MI and CBT are validated methods of therapy that can help patients with diseases such as diabetes and asthma overcome their resistance to acknowledging difficult truths about their diagnoses and inimical health behaviors.87-94 A Cochrane review indicates that MI may be beneficial in changing behaviors.95 A common aspect of MI and CBT is the fundamental acceptance and utilization of distress, including resistance and denial, that promote the acceptance of the offered therapeutic intervention.75 Rather than confronting the resistance generally inherent in an individual's will to live, these therapies use it to alleviate the patient's discomfort. The patient's distress can be used to improve his or her status or at least to change perceptions, attitudes, and behaviors.96
The combination of SFBT and MI techniques is uniquely suited to address the struggle clinicians may have in supporting patient autonomy when they disagree with a patient's choices. Specifically, MI techniques such as reflective statements and summarizing can help reduce a patient's resistance, resolve patient ambivalence, and support patient autonomy. Not all MI techniques are applicable, however, in part because palliative care clinicians do not guide patients to make particular choices but instead help patients make choices consistent with patient values. Some elements from MI and SFBT can be used to improve the quality and efficacy of palliative care conversations.97
Using the miracle question,98-100 an SFBT technique, can prompt a moment of clarity when a patient realizes that the only way that the disease would reverse direction would entail a miracle. The essence of the miracle question removes the onus of the clinical direction from the health practitioner and allows a patient and family to set treatment goals. The miracle question can be framed in many ways. It is often as simple as asking a patient to speculate about these questions: “If a miracle happened during the night and XYZ (freedom from discomfort/open communications/conflict resolution) were to be resolved, what would that look like?
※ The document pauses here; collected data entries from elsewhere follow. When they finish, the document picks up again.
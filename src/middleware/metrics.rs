//! Request counting and per-endpoint timing.
//!
//! Endpoints are keyed by their route pattern when one matched, so
//! `/api/v1/session/activate` and friends each get one bucket and unknown
//! paths collapse into `METHOD <unmatched>`.

use crate::state::AppState;
use actix_web::{
    dev::{forward_ready, Service, ServiceRequest, ServiceResponse, Transform},
    web, Error,
};
use futures_util::future::LocalBoxFuture;
use std::{
    future::{ready, Ready},
    time::Instant,
};

pub struct MetricsMiddleware;

impl<S, B> Transform<S, ServiceRequest> for MetricsMiddleware
where
    S: Service<ServiceRequest, Response = ServiceResponse<B>, Error = Error>,
    S::Future: 'static,
    B: 'static,
{
    type Response = ServiceResponse<B>;
    type Error = Error;
    type InitError = ();
    type Transform = MetricsMiddlewareService<S>;
    type Future = Ready<Result<Self::Transform, Self::InitError>>;

    fn new_transform(&self, service: S) -> Self::Future {
        ready(Ok(MetricsMiddlewareService { service }))
    }
}

pub struct MetricsMiddlewareService<S> {
    service: S,
}

impl<S, B> Service<ServiceRequest> for MetricsMiddlewareService<S>
where
    S: Service<ServiceRequest, Response = ServiceResponse<B>, Error = Error>,
    S::Future: 'static,
    B: 'static,
{
    type Response = ServiceResponse<B>;
    type Error = Error;
    type Future = LocalBoxFuture<'static, Result<Self::Response, Self::Error>>;

    forward_ready!(service);

    fn call(&self, req: ServiceRequest) -> Self::Future {
        let start_time = Instant::now();
        let pattern = req.match_pattern().unwrap_or_else(|| "<unmatched>".to_string());
        let endpoint = format!("{} {}", req.method(), pattern);

        let app_state = req.app_data::<web::Data<AppState>>().cloned();
        if let Some(state) = &app_state {
            state.increment_request_count();
        }

        let fut = self.service.call(req);

        Box::pin(async move {
            let result = fut.await;
            let duration_ms = start_time.elapsed().as_millis() as u64;

            let is_error = match &result {
                Ok(response) => response.status().is_client_error() || response.status().is_server_error(),
                Err(_) => true,
            };

            if let Some(state) = app_state {
                state.record_endpoint_request(&endpoint, duration_ms, is_error);
                if is_error {
                    state.increment_error_count();
                }
            }

            result
        })
    }
}

#[cfg(test)]
mod tests {
    use super::*;
    use crate::state::tests::test_state;
    use actix_web::{test, App, HttpResponse};

    #[actix_web::test]
    async fn test_counts_requests_by_route_pattern() {
        let state = test_state();
        let app = test::init_service(
            App::new()
                .app_data(web::Data::new(state.clone()))
                .wrap(MetricsMiddleware)
                .route("/items/{id}", web::get().to(|| async { HttpResponse::Ok().finish() }))
                .route("/fail", web::get().to(|| async { HttpResponse::BadGateway().finish() })),
        )
        .await;

        for uri in ["/items/1", "/items/2", "/fail"] {
            test::call_service(&app, test::TestRequest::get().uri(uri).to_request()).await;
        }

        let metrics = state.get_metrics_snapshot();
        assert_eq!(metrics.request_count, 3);
        assert_eq!(metrics.error_count, 1);
        assert_eq!(metrics.endpoint_metrics["GET /items/{id}"].request_count, 2);
        assert_eq!(metrics.endpoint_metrics["GET /fail"].error_count, 1);
    }
}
What would be different?” The miracle question can provide clearly defined objective treatment goals and a vehicle to align treatment goals of all concerned.
CONCLUSION
Palliative care relies heavily on communication. There is a clinical imperative to educate physicians and other healthcare workers on how to effectively deliver information about a patient's health status, diagnostic avenues to be explored, and decisions to be made at critical health junctions. These difficult conversations are crucial throughout the treatment trajectory. Knowing how to implement the most rudimentary techniques of MI, SFBT, and CBT can help physicians facilitate conversations of the most difficult type to generate positive change in patients and families and to help them make decisions that minimize end-of-life distress.
This article meets the Accreditation Council for Graduate Medical Education and the American Board of Medical Specialties Maintenance of Certification competencies for Patient Care, Medical Knowledge, and Interpersonal and Communication Skills.
Footnotes
The authors have no financial or proprietary interest in the subject matter of this article.